A banalização das cirurgias plásticas na sociedade contemporânea

Enviada em 22/08/2021

A Constituição Federal de 1988, documento jurídico mais importante do país, prevê em seu artigo sexto, o direito a saúde como inerente a todo cidadão brasileiro. Conquanto, tal prerrogativa não tem se reverberado com ênfase na prática quando se observa a banalização das cirurgias plásticas na sociedade contemporânea, dificultando, deste modo, a universalização desse direito social tão importante. Diante dessa perspectiva, faz-se imperiosa a análise dos fatores que favorecem esse quadro como a normalização dos procedimentos pelas redes sociais e a imposição de um ideal estético.

Em uma primeira análise, deve-se ressaltar a ausência de medidas governamentais para combater o incentivo à realização dessas cirurgias estéticas sem recomendação médica atuante principalmente pelas redes sociais e seus influenciadores. Nesse sentido, verifica-se um crescimento da popularidade desse fenômeno recentemente consolidado sob a forma da “Harmonização Facial”, propagada e recomendada por inúmeras celebridades e artistas, que em sua maioria não possuem embasamento ou credibilidade acerca do assunto e desconhecem seus prejuízos à saúde. Essa conjuntura, segundo as ideias do filósofo contratualista John Locke, configura-se como uma violação do “contrato social”, já que o Estado não cumpre sua função de garantir que os cidadãos desfrutem de direitos indispensáveis, como a saúde, o que infelizmente é evidente no país.

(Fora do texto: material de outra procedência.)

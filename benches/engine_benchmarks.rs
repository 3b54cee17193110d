//! Performance benchmarks for the payroll engine.
//!
//! This benchmark suite covers the hot paths:
//! - Single breakdown calculation
//! - Bulk submit fan-out over batches of records
//! - CSV export of a full period
//!
//! Run with: `cargo bench`
//! HTML reports are generated in `target/criterion/`

use std::collections::BTreeMap;

use criterion::{black_box, criterion_group, criterion_main, BenchmarkId, Criterion, Throughput};
use rust_decimal::Decimal;
use uuid::Uuid;

use payroll_engine::bulk::apply_bulk;
use payroll_engine::calculation::{calculate, recalculate_record, CalculationInputs};
use payroll_engine::config::PayrollRates;
use payroll_engine::flatfile;
use payroll_engine::models::{InMemoryAuditLog, PayPeriod, PayrollAction, PayrollRecord};
use payroll_engine::store::{InMemoryRecordStore, RecordFilter, RecordStore};
use payroll_engine::workflow::{Actor, ActorRole};
use chrono::Utc;

fn sample_allowances() -> BTreeMap<String, Decimal> {
    let mut allowances = BTreeMap::new();
    allowances.insert("transport".to_string(), Decimal::from(50_000));
    allowances.insert("housing".to_string(), Decimal::from(80_000));
    allowances
}

fn bench_calculation(c: &mut Criterion) {
    let allowances = sample_allowances();
    let deductions = BTreeMap::new();
    let rates = PayrollRates::default();
    let inputs = CalculationInputs {
        basic_salary: Decimal::from(300_000),
        overtime_pay: Decimal::from(20_000),
        bonus: Decimal::from(10_000),
        allowances: &allowances,
        deductions: &deductions,
        working_days: 22,
        absent_days: 0,
        leave_days: 0,
        period_days: 31,
    };

    c.bench_function("single_breakdown_calculation", |b| {
        b.iter(|| calculate(black_box(&inputs), black_box(&rates)))
    });
}

fn seeded_store(count: usize) -> (InMemoryRecordStore, Vec<Uuid>) {
    let store = InMemoryRecordStore::new();
    let period = PayPeriod::month(2026, 1).expect("valid month");
    let rates = PayrollRates::default();
    let ids = (0..count)
        .map(|i| {
            let mut record =
                PayrollRecord::new_draft(format!("emp_{i:05}"), period, Utc::now());
            record.basic_salary = Decimal::from(300_000);
            record.allowances = sample_allowances();
            record.working_days = 22;
            recalculate_record(&mut record, &rates).expect("valid inputs");
            let id = record.id;
            store.insert(record).expect("unique employee/period");
            id
        })
        .collect();
    (store, ids)
}

fn bench_bulk_submit(c: &mut Criterion) {
    let actor = Actor {
        id: "hr_bench".to_string(),
        role: ActorRole::Preparer,
    };

    let mut group = c.benchmark_group("bulk_submit");
    for count in [10usize, 100, 1000] {
        group.throughput(Throughput::Elements(count as u64));
        group.bench_with_input(BenchmarkId::from_parameter(count), &count, |b, &count| {
            b.iter_batched(
                || seeded_store(count),
                |(store, ids)| {
                    let audit = InMemoryAuditLog::new();
                    apply_bulk(
                        &store,
                        &audit,
                        &ids,
                        PayrollAction::Submit,
                        &actor,
                        None,
                    )
                },
                criterion::BatchSize::SmallInput,
            )
        });
    }
    group.finish();
}

fn bench_export(c: &mut Criterion) {
    let (store, _) = seeded_store(500);
    let records = store.list(&RecordFilter::default());

    c.bench_function("csv_export_500_records", |b| {
        b.iter(|| flatfile::export(black_box(&records)))
    });
}

criterion_group!(benches, bench_calculation, bench_bulk_submit, bench_export);
criterion_main!(benches);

Ademais, é fundamental apontar a imposição de um ideal estético como impulsionador do aumento desses procedimentos no Brasil. Segundo a USP (Universidade de São Paulo) o número de cirurgias plásticas realizadas sem acompanhamento médico anterior teve um aumento de 140% no perído de 2018 à 2020. Diante de tal exposto verifica-se a nocividade desse padrão estético imposto à sociedade, frequentemente observado em novelas e seriados os queixos afinados, bochechas rasas e lábios pequenos, tornaram-se a aparência almejada por muitos jovens e adultos, levando ao crescimento exponencial no número de cirurgias desnecessárias e sem prescrição que replicassem estas feições. Logo, é inadmissível que esse cenário continue a perdurar.

Depreende-se, portanto, a necessidade de se combater esses obstáculos. Para isso, é imprescindível que o Estado, por intermédio de campanhas nas redes sociais, divulgue informações acerca da não reversiblidade dos processos estéticos, seus riscos à saúde e meios de aceitação da própria aparência – como incentivo à meditação e não auto-comparação com os outros – a fim de reduzir a quantia dessas cirurgias e aumentar o bem-estar com si próprio por parte de jovens e aultos. Assim, se consolidará uma sociedade mais feliz e saúdavel, onde o Estado desempenha corretamente seu “contrato social”, tal como afirma John Locke.